That’s a painful thing. And I don’t mean “sad-painful.” I mean “broken-arm-painful.” At least that’s how your brain sees it. Your grey matter experiences social pain the exact same way it does physical pain. So much so that Tylenol actually relieves feelings of rejection.
The overlap of neuroanatomical processes involved in physical and social pain highlights the conservation of preexisting structures for later-evolving functions. The cingulate becomes activated when we, or those we love, experience physical pain as well as when we experience social exclusion (Davis et al., 1997; Koyama et al., 1998; Lenz et al., 1998; Panksepp, 2003b). The common underlying neurobiology of physical and social pain may help us to understand why the quality of our relationships has such a profound effect on our physical health (Robles & Kiecolt-Glaser, 2003). It also helps to explain why painkillers such as acetaminophen decrease anterior cingulate activation as well as the negative emotional impact of social rejection (Petrovic et al., 2002; DeWall et al., 2010).

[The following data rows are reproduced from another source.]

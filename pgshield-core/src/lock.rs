//! PostgreSQL table-lock levels and the locks taken by each operation kind.

use std::fmt;

use serde::{Deserialize, Serialize};

use crate::operation::{Operation, OperationKind};

/// Table-level lock modes, weakest first.
///
/// The derived ordering is the strength order used to pick a batch's lock.
#[derive(Debug, Clone, Copy, PartialEq, Eq, Hash, PartialOrd, Ord, Serialize, Deserialize)]
#[serde(rename_all = "SCREAMING_SNAKE_CASE")]
pub enum LockLevel {
    /// `ACCESS SHARE`, taken by plain `SELECT`.
    AccessShare,
    /// `ROW SHARE`, taken by `SELECT FOR UPDATE`.
    RowShare,
    /// `ROW EXCLUSIVE`, taken by DML.
    RowExclusive,
    /// `SHARE UPDATE EXCLUSIVE`, taken by `CREATE INDEX CONCURRENTLY`.
    ShareUpdateExclusive,
    /// `SHARE`, taken by `CREATE INDEX`.
    Share,
    /// `SHARE ROW EXCLUSIVE`.
    ShareRowExclusive,
    /// `EXCLUSIVE`.
    Exclusive,
    /// `ACCESS EXCLUSIVE`, taken by most `ALTER TABLE` forms.
    AccessExclusive,
}

impl LockLevel {
    /// Every level, weakest first.
    pub const ALL: [LockLevel; 8] = [
        Self::AccessShare,
        Self::RowShare,
        Self::RowExclusive,
        Self::ShareUpdateExclusive,
        Self::Share,
        Self::ShareRowExclusive,
        Self::Exclusive,
        Self::AccessExclusive,
    ];

    /// The mode as written in `LOCK TABLE … IN <mode> MODE`.
    pub fn as_sql(&self) -> &'static str {
        match self {
            Self::AccessShare => "ACCESS SHARE",
            Self::RowShare => "ROW SHARE",
            Self::RowExclusive => "ROW EXCLUSIVE",
            Self::ShareUpdateExclusive => "SHARE UPDATE EXCLUSIVE",
            Self::Share => "SHARE",
            Self::ShareRowExclusive => "SHARE ROW EXCLUSIVE",
            Self::Exclusive => "EXCLUSIVE",
            Self::AccessExclusive => "ACCESS EXCLUSIVE",
        }
    }

    /// Whether a lock of this mode conflicts with one of `other`'s mode.
    ///
    /// This is PostgreSQL's conflict table and is symmetric.
    pub fn conflicts_with(&self, other: LockLevel) -> bool {
        use LockLevel::*;
        match self {
            AccessShare => matches!(other, AccessExclusive),
            RowShare => matches!(other, Exclusive | AccessExclusive),
            RowExclusive => matches!(
                other,
                Share | ShareRowExclusive | Exclusive | AccessExclusive
            ),
            ShareUpdateExclusive => matches!(
                other,
                ShareUpdateExclusive | Share | ShareRowExclusive | Exclusive | AccessExclusive
            ),
            Share => matches!(
                other,
                RowExclusive | ShareUpdateExclusive | ShareRowExclusive | Exclusive | AccessExclusive
            ),
            ShareRowExclusive => !matches!(other, AccessShare | RowShare),
            Exclusive => !matches!(other, AccessShare),
            AccessExclusive => true,
        }
    }

    /// Whether the two modes can be held at the same time.
    pub fn is_compatible_with(&self, other: LockLevel) -> bool {
        !self.conflicts_with(other)
    }
}

impl fmt::Display for LockLevel {
    fn fmt(&self, f: &mut fmt::Formatter<'_>) -> fmt::Result {
        f.write_str(self.as_sql())
    }
}

/// Lock acquired by each operation kind.
pub const OPERATION_LOCKS: &[(OperationKind, LockLevel)] = &[
    (OperationKind::CreateTable, LockLevel::AccessExclusive),
    (OperationKind::DropTable, LockLevel::AccessExclusive),
    (OperationKind::AlterTableAddColumn, LockLevel::AccessExclusive),
    (OperationKind::AlterTableDropColumn, LockLevel::AccessExclusive),
    (OperationKind::AlterTableAlterColumn, LockLevel::AccessExclusive),
    (OperationKind::CreateIndex, LockLevel::Share),
    (OperationKind::CreateIndexConcurrently, LockLevel::ShareUpdateExclusive),
    (OperationKind::DropIndex, LockLevel::AccessExclusive),
    (OperationKind::AddConstraint, LockLevel::AccessExclusive),
    (OperationKind::ValidateConstraint, LockLevel::ShareUpdateExclusive),
    (OperationKind::DropConstraint, LockLevel::AccessExclusive),
    (OperationKind::RenameTable, LockLevel::AccessExclusive),
    (OperationKind::RenameColumn, LockLevel::AccessExclusive),
    (OperationKind::RawSql, LockLevel::AccessExclusive),
];

/// Lock level for an operation kind. Unlisted kinds get `ACCESS EXCLUSIVE`.
pub fn lock_for_kind(kind: OperationKind) -> LockLevel {
    OPERATION_LOCKS
        .iter()
        .find(|(k, _)| *k == kind)
        .map(|(_, level)| *level)
        .unwrap_or(LockLevel::AccessExclusive)
}

/// Lock level an operation will acquire.
pub fn calculate_operation_lock(operation: &Operation) -> LockLevel {
    lock_for_kind(operation.kind())
}

/// Whether every pair of the given locks can be held simultaneously.
///
/// Empty and single-element lists are trivially compatible.
pub fn are_locks_compatible(locks: &[LockLevel]) -> bool {
    locks.iter().enumerate().all(|(i, a)| {
        locks[i + 1..]
            .iter()
            .all(|b| a.is_compatible_with(*b))
    })
}

#[cfg(test)]
mod tests {
    use super::*;
    use crate::snapshot::ColumnDef;

    #[test]
    fn test_conflict_matrix_is_symmetric() {
        for a in LockLevel::ALL {
            for b in LockLevel::ALL {
                assert_eq!(
                    a.conflicts_with(b),
                    b.conflicts_with(a),
                    "{a} vs {b} is asymmetric"
                );
            }
        }
    }

    #[test]
    fn test_access_exclusive_conflicts_with_everything() {
        for level in LockLevel::ALL {
            assert!(LockLevel::AccessExclusive.conflicts_with(level));
        }
    }

    #[test]
    fn test_known_pairs() {
        assert!(LockLevel::AccessShare.is_compatible_with(LockLevel::Exclusive));
        assert!(LockLevel::RowExclusive.is_compatible_with(LockLevel::RowExclusive));
        assert!(LockLevel::Share.is_compatible_with(LockLevel::Share));
        assert!(!LockLevel::Share.is_compatible_with(LockLevel::RowExclusive));
        assert!(!LockLevel::ShareUpdateExclusive.is_compatible_with(LockLevel::ShareUpdateExclusive));
    }

    #[test]
    fn test_ordering_is_strength() {
        assert!(LockLevel::AccessShare < LockLevel::RowShare);
        assert!(LockLevel::Share < LockLevel::AccessExclusive);
        assert_eq!(LockLevel::ALL.iter().max(), Some(&LockLevel::AccessExclusive));
    }

    #[test]
    fn test_every_kind_has_a_lock() {
        for kind in OperationKind::ALL {
            assert!(
                OPERATION_LOCKS.iter().any(|(k, _)| *k == kind),
                "{kind} missing from lock table"
            );
        }
    }

    #[test]
    fn test_operation_locks() {
        let add = Operation::add_column("users", ColumnDef::new("age", "Int").nullable(true));
        assert_eq!(calculate_operation_lock(&add), LockLevel::AccessExclusive);

        let idx = Operation::create_index("users", "idx", vec!["email".into()], false);
        assert_eq!(calculate_operation_lock(&idx), LockLevel::Share);

        let concurrent = Operation::create_index("users", "idx", vec!["email".into()], true);
        assert_eq!(
            calculate_operation_lock(&concurrent),
            LockLevel::ShareUpdateExclusive
        );
    }

    #[test]
    fn test_are_locks_compatible() {
        assert!(are_locks_compatible(&[]));
        assert!(are_locks_compatible(&[LockLevel::AccessExclusive]));
        assert!(are_locks_compatible(&[LockLevel::Share, LockLevel::Share]));
        assert!(!are_locks_compatible(&[
            LockLevel::AccessShare,
            LockLevel::Share,
            LockLevel::AccessExclusive
        ]));
    }
}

A hospital noticed that a lot of child patients were dying. So they limited the tykes contact with others to protect the kids from catching anything. And the result was more children dying. When the kids were given extra social contact, that’s when the situation improved.
Sometimes a lack of affection can be worse than the danger of infection.
In response to a high number of deaths, physicians attempted to keep the children safe from infectious diseases by separating them from one another and ordering that their handling be kept to a minimum. Yet they still died at such alarming rates that admission forms and death certificates were signed at intake for the sake of efficiency. It was not until the children were held, rocked, and allowed to interact with one another that their survival rate improved (Blum, 2002).
We need relationships. Critically. We are social animals at our core. But in the modern era we often don’t act like it. And we don’t get clear answers on how to improve the situation.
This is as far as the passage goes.